N°14
Magali, notre joyeuse et sautillante amie de quatre ans et demi, jouait au jardin. Comme d'habitude, elle portait une salopette rouge et ses chaussures de toile blanche. Ses jolies couettes noires dansaient sur ses épaules.
De l'autre côté de la haie, se trouve un grand champ de blé. Les tiges étaient déjà hautes. L'été y répandait toute sa lumière et sa chaleur.
Notre amie aperçut une fleur bleue au milieu des pailles blondes qui ondulaient au rythme du vent. Elle eut envie de la cueillir pour l'offrir à sa maman.
Magali passa sous la haie et fit un premier pas dans le champ de blé. Une petite abeille, qui butinait les coquelicots, se posa sur un épi, et ne bougea plus.
Notre amie fit un deuxième pas. Un papillon qui voltigeait s'accrocha à un autre épi et replia ses gracieuses ailes rouges.
La fillette fit un troisième pas au milieu des chaumes jaunes. Elle n'était plus maintenant qu'une tache rouge sur fond de couleur paille et sous le ciel bleu. Une petite souris se sauva en la voyant s'approcher. Elle se réfugia dans son trou.
Magali fit un quatrième pas en direction de la fleur bleue.
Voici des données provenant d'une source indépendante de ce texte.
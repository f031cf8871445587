// Copyright (c) 2026 100monkeys.ai
// SPDX-License-Identifier: AGPL-3.0

// Host Agent Configuration
//
// Defines the configuration schema for the AEGIS host agent:
// - Kubernetes-style manifest format (apiVersion/kind/metadata/spec)
// - Desired state source
// - Fleet orchestration timings (refresh, freeze, metrics)
// - Firewall command execution
// - Observability settings

use serde::{Deserialize, Serialize};
use std::path::{Path, PathBuf};
use std::time::Duration;

pub const API_VERSION: &str = "100monkeys.ai/v1";
pub const KIND: &str = "HostAgentConfig";

/// Top-level host agent configuration manifest
#[derive(Debug, Clone, Serialize, Deserialize)]
pub struct HostAgentConfig {
    /// API version (must be "100monkeys.ai/v1")
    #[serde(rename = "apiVersion")]
    pub api_version: String,

    /// Resource kind (must be "HostAgentConfig")
    pub kind: String,

    pub metadata: ConfigMetadata,

    #[serde(default)]
    pub spec: HostAgentSpec,
}

#[derive(Debug, Clone, Serialize, Deserialize)]
pub struct ConfigMetadata {
    /// Name of the machine this agent runs on
    pub name: String,
}

#[derive(Debug, Clone, Default, Serialize, Deserialize)]
pub struct HostAgentSpec {
    #[serde(default)]
    pub desired_state: DesiredStateConfig,

    #[serde(default)]
    pub fleet: FleetConfig,

    #[serde(default)]
    pub firewall: FirewallConfig,

    #[serde(default)]
    pub observability: ObservabilityConfig,
}

#[derive(Debug, Clone, Serialize, Deserialize)]
pub struct DesiredStateConfig {
    /// YAML file listing the hosts to manage
    #[serde(default = "default_desired_state_path")]
    pub path: PathBuf,

    /// How often the desired state is fetched and applied
    #[serde(default = "default_refresh_interval", with = "humantime_serde")]
    pub refresh_interval: Duration,
}

#[derive(Debug, Clone, Serialize, Deserialize)]
pub struct FleetConfig {
    /// Time each node agent gets to confirm a freeze or unfreeze
    #[serde(default = "default_freeze_timeout", with = "humantime_serde")]
    pub freeze_timeout: Duration,

    /// A freeze converging for longer than this is reported as stuck
    #[serde(default = "default_freeze_warn_after", with = "humantime_serde")]
    pub freeze_warn_after: Duration,

    #[serde(default = "default_metrics_initial_delay", with = "humantime_serde")]
    pub metrics_initial_delay: Duration,

    #[serde(default = "default_metrics_interval", with = "humantime_serde")]
    pub metrics_interval: Duration,

    /// Interval between node agent ticks when nothing wakes it earlier
    #[serde(default = "default_tick_interval", with = "humantime_serde")]
    pub tick_interval: Duration,
}

#[derive(Debug, Clone, Serialize, Deserialize)]
pub struct FirewallConfig {
    /// Network namespace of a host's containers, `{hostname}` is substituted.
    /// When unset, commands run in the agent's own namespace.
    #[serde(skip_serializing_if = "Option::is_none")]
    pub netns_template: Option<String>,

    #[serde(default = "default_command_timeout", with = "humantime_serde")]
    pub command_timeout: Duration,
}

#[derive(Debug, Clone, Default, Serialize, Deserialize)]
pub struct ObservabilityConfig {
    #[serde(default)]
    pub logging: LoggingConfig,

    #[serde(default)]
    pub metrics: MetricsConfig,
}

#[derive(Debug, Clone, Serialize, Deserialize)]
pub struct LoggingConfig {
    /// Log level (e.g., "info", "debug", "trace")
    #[serde(default = "default_log_level")]
    pub level: String,

    /// Output format ("json" or "text")
    #[serde(default = "default_log_format")]
    pub format: String,
}

#[derive(Debug, Clone, Serialize, Deserialize)]
pub struct MetricsConfig {
    #[serde(default = "default_true")]
    pub enabled: bool,

    /// Prometheus scrape endpoint address
    #[serde(default = "default_metrics_listen")]
    pub listen_address: String,
}

fn default_true() -> bool {
    true
}

fn default_desired_state_path() -> PathBuf {
    PathBuf::from("/etc/aegis/desired-state.yaml")
}

fn default_refresh_interval() -> Duration {
    Duration::from_secs(30)
}

fn default_freeze_timeout() -> Duration {
    Duration::from_secs(5)
}

fn default_freeze_warn_after() -> Duration {
    Duration::from_secs(600)
}

fn default_metrics_initial_delay() -> Duration {
    Duration::from_secs(10)
}

fn default_metrics_interval() -> Duration {
    Duration::from_secs(55)
}

fn default_tick_interval() -> Duration {
    Duration::from_secs(60)
}

fn default_command_timeout() -> Duration {
    Duration::from_secs(30)
}

fn default_log_level() -> String {
    "info".to_string()
}

fn default_log_format() -> String {
    "text".to_string()
}

fn default_metrics_listen() -> String {
    "0.0.0.0:9095".to_string()
}

impl Default for DesiredStateConfig {
    fn default() -> Self {
        Self {
            path: default_desired_state_path(),
            refresh_interval: default_refresh_interval(),
        }
    }
}

impl Default for FleetConfig {
    fn default() -> Self {
        Self {
            freeze_timeout: default_freeze_timeout(),
            freeze_warn_after: default_freeze_warn_after(),
            metrics_initial_delay: default_metrics_initial_delay(),
            metrics_interval: default_metrics_interval(),
            tick_interval: default_tick_interval(),
        }
    }
}

impl Default for FirewallConfig {
    fn default() -> Self {
        Self {
            netns_template: None,
            command_timeout: default_command_timeout(),
        }
    }
}

impl Default for LoggingConfig {
    fn default() -> Self {
        Self {
            level: default_log_level(),
            format: default_log_format(),
        }
    }
}

impl Default for MetricsConfig {
    fn default() -> Self {
        Self {
            enabled: true,
            listen_address: default_metrics_listen(),
        }
    }
}

impl Default for HostAgentConfig {
    fn default() -> Self {
        let name = hostname::get()
            .ok()
            .and_then(|h| h.into_string().ok())
            .unwrap_or_else(|| "aegis-host".to_string());

        Self {
            api_version: API_VERSION.to_string(),
            kind: KIND.to_string(),
            metadata: ConfigMetadata { name },
            spec: HostAgentSpec::default(),
        }
    }
}

impl HostAgentConfig {
    /// Load configuration from YAML file
    pub fn from_yaml_file(path: impl AsRef<Path>) -> anyhow::Result<Self> {
        let content = std::fs::read_to_string(path)?;
        Self::from_yaml_str(&content)
    }

    pub fn from_yaml_str(yaml: &str) -> anyhow::Result<Self> {
        let config = serde_yaml::from_str(yaml)?;
        Ok(config)
    }

    pub fn to_yaml_string(&self) -> anyhow::Result<String> {
        Ok(serde_yaml::to_string(self)?)
    }

    /// Discover configuration file using precedence order
    /// 1. AEGIS_HOST_CONFIG_PATH environment variable
    /// 2. ./aegis-host.yaml (working directory)
    /// 3. ~/.aegis/host.yaml (user home)
    /// 4. /etc/aegis/host.yaml
    pub fn discover_config() -> Option<PathBuf> {
        if let Ok(path) = std::env::var("AEGIS_HOST_CONFIG_PATH") {
            let path = PathBuf::from(path);
            if path.exists() {
                return Some(path);
            }
        }

        let cwd = PathBuf::from("./aegis-host.yaml");
        if cwd.exists() {
            return Some(cwd);
        }

        if let Some(home) = dirs::home_dir() {
            let user_config = home.join(".aegis").join("host.yaml");
            if user_config.exists() {
                return Some(user_config);
            }
        }

        let system_config = PathBuf::from("/etc/aegis/host.yaml");
        if system_config.exists() {
            return Some(system_config);
        }

        None
    }

    /// Load configuration with discovery, fallback to default
    pub fn load_or_default(cli_path: Option<PathBuf>) -> anyhow::Result<Self> {
        // Explicit CLI path must exist and parse
        if let Some(path) = cli_path {
            tracing::info!("Loading configuration from explicit path: {:?}", path);
            let mut config = Self::from_yaml_file(&path)
                .map_err(|e| anyhow::anyhow!("Failed to load config at {:?}: {}", path, e))?;
            config.apply_env_overrides();
            return Ok(config);
        }

        let mut config = if let Some(config_path) = Self::discover_config() {
            tracing::info!("Loading configuration from discovered path: {:?}", config_path);
            Self::from_yaml_file(config_path)?
        } else {
            tracing::warn!("No configuration file found in standard locations. Using defaults.");
            Self::default()
        };
        config.apply_env_overrides();
        Ok(config)
    }

    /// Logging section of the configuration `load_or_default` would pick,
    /// read without emitting any log events. Used to set up logging before
    /// the configuration is loaded for real. Falls back to defaults on any error.
    pub fn logging_settings(cli_path: Option<&Path>) -> LoggingConfig {
        let path = match cli_path {
            Some(path) => Some(path.to_path_buf()),
            None => Self::discover_config(),
        };
        path.and_then(|p| Self::from_yaml_file(p).ok())
            .map(|c| c.spec.observability.logging)
            .unwrap_or_default()
    }

    /// Apply environment variable overrides to configuration
    pub fn apply_env_overrides(&mut self) {
        if let Ok(val) = std::env::var("AEGIS_HOST_DESIRED_STATE_PATH") {
            tracing::info!("Environment override: AEGIS_HOST_DESIRED_STATE_PATH={}", val);
            self.spec.desired_state.path = PathBuf::from(val);
        }

        if let Ok(val) = std::env::var("AEGIS_HOST_METRICS_ENABLED") {
            match val.to_lowercase().as_str() {
                "true" | "1" | "yes" | "on" => self.spec.observability.metrics.enabled = true,
                "false" | "0" | "no" | "off" => self.spec.observability.metrics.enabled = false,
                _ => {
                    tracing::warn!(
                        "Invalid value for AEGIS_HOST_METRICS_ENABLED: '{}'. Expected true/false. Ignoring.",
                        val
                    );
                }
            }
        }
    }

    pub fn validate(&self) -> anyhow::Result<()> {
        if self.api_version != API_VERSION {
            anyhow::bail!(
                "Invalid apiVersion: '{}'. Must be '{}'",
                self.api_version,
                API_VERSION
            );
        }

        if self.kind != KIND {
            anyhow::bail!("Invalid kind: '{}'. Must be '{}'", self.kind, KIND);
        }

        if self.metadata.name.is_empty() {
            anyhow::bail!("metadata.name cannot be empty");
        }

        let fleet = &self.spec.fleet;
        for (name, value) in [
            ("desired_state.refresh_interval", self.spec.desired_state.refresh_interval),
            ("fleet.freeze_timeout", fleet.freeze_timeout),
            ("fleet.metrics_interval", fleet.metrics_interval),
            ("fleet.tick_interval", fleet.tick_interval),
            ("firewall.command_timeout", self.spec.firewall.command_timeout),
        ] {
            if value.is_zero() {
                anyhow::bail!("{} must be greater than zero", name);
            }
        }

        if let Some(template) = &self.spec.firewall.netns_template {
            if !template.contains("{hostname}") {
                anyhow::bail!(
                    "firewall.netns_template '{}' must contain the {{hostname}} placeholder",
                    template
                );
            }
        }

        match self.spec.observability.logging.format.as_str() {
            "json" | "text" => {}
            other => anyhow::bail!("Unknown log format '{}'. Expected json or text", other),
        }

        if self.spec.observability.metrics.enabled {
            self.spec
                .observability
                .metrics
                .listen_address
                .parse::<std::net::SocketAddr>()
                .map_err(|e| {
                    anyhow::anyhow!(
                        "Invalid metrics listen_address '{}': {}",
                        self.spec.observability.metrics.listen_address,
                        e
                    )
                })?;
        }

        Ok(())
    }
}
//! Text and JSON views of a built context

use anyhow::Result;
use hwctx_core::Context;
use std::fmt::{self, Write};

use crate::config::{OutputConfig, OutputFormat};

pub fn render(ctx: &Context, output: &OutputConfig) -> Result<String> {
    match output.format {
        OutputFormat::Json => Ok(serde_json::to_string_pretty(ctx)?),
        OutputFormat::Summary => Ok(summary(ctx, output.show_attributes)?),
    }
}

/// Indented tree, one line per device and channel
pub fn summary(ctx: &Context, show_attributes: bool) -> Result<String, fmt::Error> {
    let mut out = String::new();
    let channels = ctx.channels().count();
    writeln!(
        out,
        "{} context: {} devices, {} channels",
        ctx.name(),
        ctx.device_count(),
        channels
    )?;

    for dev in ctx.devices() {
        match dev.name() {
            Some(name) => writeln!(out, "  - {} ({})", dev.id(), name)?,
            None => writeln!(out, "  - {}", dev.id())?,
        }
        if show_attributes && !dev.attrs().is_empty() {
            writeln!(out, "    attributes: {}", dev.attrs().join(", "))?;
        }

        for chn in dev.channels() {
            let label = chn
                .name()
                .map(|n| format!("{} ({})", chn.id(), n))
                .unwrap_or_else(|| chn.id().to_string());
            writeln!(out, "    * {} [{}]", label, chn.direction())?;
            if show_attributes && !chn.attrs().is_empty() {
                writeln!(out, "      attributes: {}", chn.attrs().join(", "))?;
            }
        }
    }

    Ok(out)
}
Un corbeau qui croquait quelques graines, s'envola en lançant un croassement bien sonore, furieux d'être dérangé pendant son dîner.
Notre amie fit un cinquième pas. Une pie qui cherchait quelque chose qui brillait dans un coin du champ partit à tire-d'ailes en lançant son jacassement rauque.
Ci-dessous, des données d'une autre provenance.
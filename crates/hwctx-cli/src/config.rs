//! Configuration loading

use anyhow::Result;
use serde::{Deserialize, Serialize};
use std::path::Path;

/// Main configuration structure
#[derive(Debug, Clone, Default, Serialize, Deserialize)]
pub struct Config {
    #[serde(default)]
    pub log: LogConfig,
    #[serde(default)]
    pub output: OutputConfig,
}

#[derive(Debug, Clone, Serialize, Deserialize)]
pub struct LogConfig {
    /// Log level (trace, debug, info, warn, error)
    #[serde(default = "default_level")]
    pub level: String,
}

impl Default for LogConfig {
    fn default() -> Self {
        Self {
            level: default_level(),
        }
    }
}

fn default_level() -> String {
    "info".to_string()
}

#[derive(Debug, Clone, Copy, PartialEq, Eq, Default, Serialize, Deserialize)]
#[serde(rename_all = "lowercase")]
pub enum OutputFormat {
    #[default]
    Summary,
    Json,
}

#[derive(Debug, Clone, Serialize, Deserialize)]
pub struct OutputConfig {
    #[serde(default)]
    pub format: OutputFormat,
    /// List attribute names in the summary view
    #[serde(default = "default_true")]
    pub show_attributes: bool,
}

impl Default for OutputConfig {
    fn default() -> Self {
        Self {
            format: OutputFormat::default(),
            show_attributes: true,
        }
    }
}

fn default_true() -> bool {
    true
}

/// Read configuration from file. `None` when the file does not exist.
///
/// Nothing is logged here: the file decides the log level, so it is read
/// before the subscriber is installed.
pub fn read_config(path: &Path) -> Result<Option<Config>> {
    if !path.exists() {
        return Ok(None);
    }
    let content = std::fs::read_to_string(path)?;
    let config: Config = toml::from_str(&content)?;
    Ok(Some(config))
}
Il ne restait plus qu'un sixième pas à faire. Un lapin aperçut la fillette et courut se cacher dans son terrier.
Magali cueillit la fleur bleue, sortit du champ, repassa la barrière, retraversa son jardin et entra dans la maison.
-Tiens, maman, elle est pour toi.
-Je la trouve ravissante, ma chérie. C'est un bleuet.
Maman prit un verre, y mit de l'eau, y posa la fleur et plaça le tout sur la table de la salle à manger.
Après le repas du soir, Magali prit sa douche, puis elle passa sa robe de nuit rose avec des petits rubans et monta sur son lit. Les parents vinrent l'embrasser, puis elle s'endormit.
Elle s'éveilla au milieu de la nuit. Elle entendait pleurer. D'abord, elle pensa à son petit frère Julien, le bébé, mais les pleurs ne venaient pas de sa chambre.
Peut-être était-ce Arnaud ? Il lui arrive de faire un cauchemar et de pleurer, surtout quand il se dispute avec Manon, sa meilleure amie. Mais cela ne ressemblait pas à la voix d'Arnaud non plus.
Intriguée, elle se leva. Elle ouvrit la porte de sa chambre et descendit l'escalier. Elle parvint au salon. Les pleurs venaient de cet endroit.
Vous me croirez si voulez, mais Magali découvrit que le bleuet pleurait.
-Tu es triste ? demanda notre amie, en caressant la petite fleur. Je voudrais bien savoir pourquoi.
-Je pleure, chuchota le bleuet, parce que je suis tout seul. Dans le champ de blé, nous sommes nombreux, avec des coquelicots et des violettes. J'ai peur tout seul.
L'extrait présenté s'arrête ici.